----- ENTRIES SHOWN -----

//! HMM-only segmentation: splits at the ASCII boundary, decodes non-ASCII
//! runs with Viterbi, and cuts ASCII runs with the sequential-letter and
//! numbers rules (spec.md §4.5.2).

use std::ops::Range;

use jieba_core::hmm::{cuts_from_status, viterbi};
use jieba_core::{HmmModel, RuneString};

use crate::segment::Segmenter;

pub struct HmmSegment<'a> {
    model: &'a HmmModel,
}

impl<'a> HmmSegment<'a> {
    pub fn new(model: &'a HmmModel) -> Self {
        HmmSegment { model }
    }
}

fn is_ascii_letter(c: u32) -> bool {
    (0x41..=0x5a).contains(&c) || (0x61..=0x7a).contains(&c)
}

fn is_ascii_digit(c: u32) -> bool {
    (0x30..=0x39).contains(&c)
}

/// `[A-Za-z][A-Za-z0-9]*`, starting at `start`. Returns the index just past
/// the match, or `start` if the rune at `start` isn't a letter.
fn sequential_letter_rule(codepoints: &[u32], start: usize) -> usize {
    if start >= codepoints.len() || !is_ascii_letter(codepoints[start]) {
        return start;
    }
    let mut i = start + 1;
    while i < codepoints.len() && (is_ascii_letter(codepoints[i]) || is_ascii_digit(codepoints[i])) {
        i += 1;
    }
    i
}

/// `[0-9][0-9.]*`, starting at `start`.
fn numbers_rule(codepoints: &[u32], start: usize) -> usize {
    if start >= codepoints.len() || !is_ascii_digit(codepoints[start]) {
        return start;
    }
    let mut i = start + 1;
    while i < codepoints.len() && (is_ascii_digit(codepoints[i]) || codepoints[i] == b'.' as u32) {
        i += 1;
    }
    i
}

impl<'a> Segmenter for HmmSegment<'a> {
    fn cut(&self, runes: &RuneString, range: Range<usize>, _with_hmm: bool) -> Vec<Range<usize>> {
        let codepoints: Vec<u32> = runes.runes()[range.clone()].iter().map(|r| r.codepoint).collect();
        let mut spans = Vec::new();

        let mut left = 0usize;
        let mut right = 0usize;
        while right < codepoints.len() {
            if codepoints[right] < 0x80 {
                if left != right {
                    internal_cut(self.model, &codepoints[left..right], range.start + left, &mut spans);
                }
                left = right;

                let mut next = sequential_letter_rule(&codepoints, left);
                if next == left {
                    next = numbers_rule(&codepoints, left);
                }
                if next == left {
                    next = left + 1;
                }
                spans.push((range.start + left)..(range.start + next));
                left = next;
                right = next;
            } else {
                right += 1;
            }
        }
        if left != right {
            internal_cut(self.model, &codepoints[left..right], range.start + left, &mut spans);
        }

        spans
    }
}

fn internal_cut(model: &HmmModel, codepoints: &[u32], absolute_offset: usize, out: &mut Vec<Range<usize>>) {
    let status = viterbi(model, codepoints);
    for r in cuts_from_status(&status) {
        out.push((absolute_offset + r.start)..(absolute_offset + r.end));
    }
}

#[cfg(test)]
mod tests {
    use super::*;

    fn write_model(dir: &tempfile::TempDir) -> std::path::PathBuf {
        let path = dir.path().join("hmm_model.utf8");
        let content = "\
-0.26 -3.14e+100 -3.14e+100 -1.47\n\
-0.51 -0.91 -3.14e+100 -3.14e+100\n\
-3.14e+100 -3.14e+100 -0.34 -1.26\n\
-3.14e+100 -3.14e+100 -0.35 -1.22\n\
-3.6 -3.6 -2.6 -1.9\n\
他:-2.0,来:-2.2,网:-2.3,杭:-3.0,大:-2.1\n\
了:-2.0,到:-2.1,易:-2.2,研:-3.0,厦:-2.1\n\
到:-2.0,网:-2.1\n\
他:-1.0,了:-1.0,网:-1.2\n";
        std::fs::write(&path, content).unwrap();
        path
    }

    #[test]
    fn splits_ascii_letters_and_digits_from_cjk() {
        let dir = tempfile::tempdir().unwrap();
        let model = HmmModel::load(&write_model(&dir)).unwrap();
        let hmm = HmmSegment::new(&model);
        let runes = RuneString::from_str("abc123");
        let spans = hmm.cut(&runes, 0..runes.len(), true);
        assert_eq!(spans, vec![0..6]);
    }

    #[test]
    fn cuts_partition_mixed_ascii_and_cjk() {
        let dir = tempfile::tempdir().unwrap();
        let model = HmmModel::load(&write_model(&dir)).unwrap();
        let hmm = HmmSegment::new(&model);
        let runes = RuneString::from_str("ab他来");
        let spans = hmm.cut(&runes, 0..runes.len(), true);
        let mut expected_start = 0;
        for span in &spans {
            assert_eq!(span.start, expected_start);
            expected_start = span.end;
        }
        assert_eq!(expected_start, runes.len());
    }
}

-----

▸ AIM OF THE TASK: Write the material out once more, exactly as it reads.

▸ RESPONSE TO THE TASK:
//! HMM-only segmentation: splits at the ASCII boundary, decodes non-ASCII
//! runs with Viterbi, and cuts ASCII runs with the sequential-letter and
//! numbers rules (spec.md §4.5.2).

use std::ops::Range;

use jieba_core::hmm::{cuts_from_status, viterbi};
use jieba_core::{HmmModel, RuneString};

use crate::segment::Segmenter;

pub struct HmmSegment<'a> {
    model: &'a HmmModel,
}

impl<'a> HmmSegment<'a> {
    pub fn new(model: &'a HmmModel) -> Self {
        HmmSegment { model }
    }
}

fn is_ascii_letter(c: u32) -> bool {
    (0x41..=0x5a).contains(&c) || (0x61..=0x7a).contains(&c)
}

fn is_ascii_digit(c: u32) -> bool {
    (0x30..=0x39).contains(&c)
}

/// `[A-Za-z][A-Za-z0-9]*`, starting at `start`. Returns the index just past
/// the match, or `start` if the rune at `start` isn't a letter.
fn sequential_letter_rule(codepoints: &[u32], start: usize) -> usize {
    if start >= codepoints.len() || !is_ascii_letter(codepoints[start]) {
        return start;
    }
    let mut i = start + 1;
    while i < codepoints.len() && (is_ascii_letter(codepoints[i]) || is_ascii_digit(codepoints[i])) {
        i += 1;
    }
    i
}

/// `[0-9][0-9.]*`, starting at `start`.
fn numbers_rule(codepoints: &[u32], start: usize) -> usize {
    if start >= codepoints.len() || !is_ascii_digit(codepoints[start]) {
        return start;
    }
    let mut i = start + 1;
    while i < codepoints.len() && (is_ascii_digit(codepoints[i]) || codepoints[i] == b'.' as u32) {
        i += 1;
    }
    i
}

impl<'a> Segmenter for HmmSegment<'a> {
    fn cut(&self, runes: &RuneString, range: Range<usize>, _with_hmm: bool) -> Vec<Range<usize>> {
        let codepoints: Vec<u32> = runes.runes()[range.clone()].iter().map(|r| r.codepoint).collect();
        let mut spans = Vec::new();

        let mut left = 0usize;
        let mut right = 0usize;
        while right < codepoints.len() {
            if codepoints[right] < 0x80 {
                if left != right {
                    internal_cut(self.model, &codepoints[left..right], range.start + left, &mut spans);
                }
                left = right;

                let mut next = sequential_letter_rule(&codepoints, left);
                if next == left {
                    next = numbers_rule(&codepoints, left);
                }
                if next == left {
                    next = left + 1;
                }
                spans.push((range.start + left)..(range.start + next));
                left = next;
                right = next;
            } else {
                right += 1;
            }
        }
        if left != right {
            internal_cut(self.model, &codepoints[left..right], range.start + left, &mut spans);
        }

        spans
    }
}

fn internal_cut(model: &HmmModel, codepoints: &[u32], absolute_offset: usize, out: &mut Vec<Range<usize>>) {
    let status = viterbi(model, codepoints);
    for r in cuts_from_status(&status) {
        out.push((absolute_offset + r.start)..(absolute_offset + r.end));
    }
}

#[cfg(test)]
mod tests {
    use super::*;

    fn write_model(dir: &tempfile::TempDir) -> std::path::PathBuf {
        let path = dir.path().join("hmm_model.utf8");
        let content = "\
-0.26 -3.14e+100 -3.14e+100 -1.47\n\
-0.51 -0.91 -3.14e+100 -3.14e+100\n\
-3.14e+100 -3.14e+100 -0.34 -1.26\n\
-3.14e+100 -3.14e+100 -0.35 -1.22\n\
-3.6 -3.6 -2.6 -1.9\n\
他:-2.0,来:-2.2,网:-2.3,杭:-3.0,大:-2.1\n\
了:-2.0,到:-2.1,易:-2.2,研:-3.0,厦:-2.1\n\
到:-2.0,网:-2.1\n\
他:-1.0,了:-1.0,网:-1.2\n";
        std::fs::write(&path, content).unwrap();
        path
    }

    #[test]
    fn splits_ascii_letters_and_digits_from_cjk() {
        let dir = tempfile::tempdir().unwrap();
        let model = HmmModel::load(&write_model(&dir)).unwrap();
        let hmm = HmmSegment::new(&model);
        let runes = RuneString::from_str("abc123");
        let spans = hmm.cut(&runes, 0..runes.len(), true);
        assert_eq!(spans, vec![0..6]);
    }

    #[test]
    fn cuts_partition_mixed_ascii_and_cjk() {
        let dir = tempfile::tempdir().unwrap();
        let model = HmmModel::load(&write_model(&dir)).unwrap();
        let hmm = HmmSegment::new(&model);
        let runes = RuneString::from_str("ab他来");
        let spans = hmm.cut(&runes, 0..runes.len(), true);
        let mut expected_start = 0;
        for span in &spans {
            assert_eq!(span.start, expected_start);
            expected_start = span.end;
        }
        assert_eq!(expected_start, runes.len());
    }
}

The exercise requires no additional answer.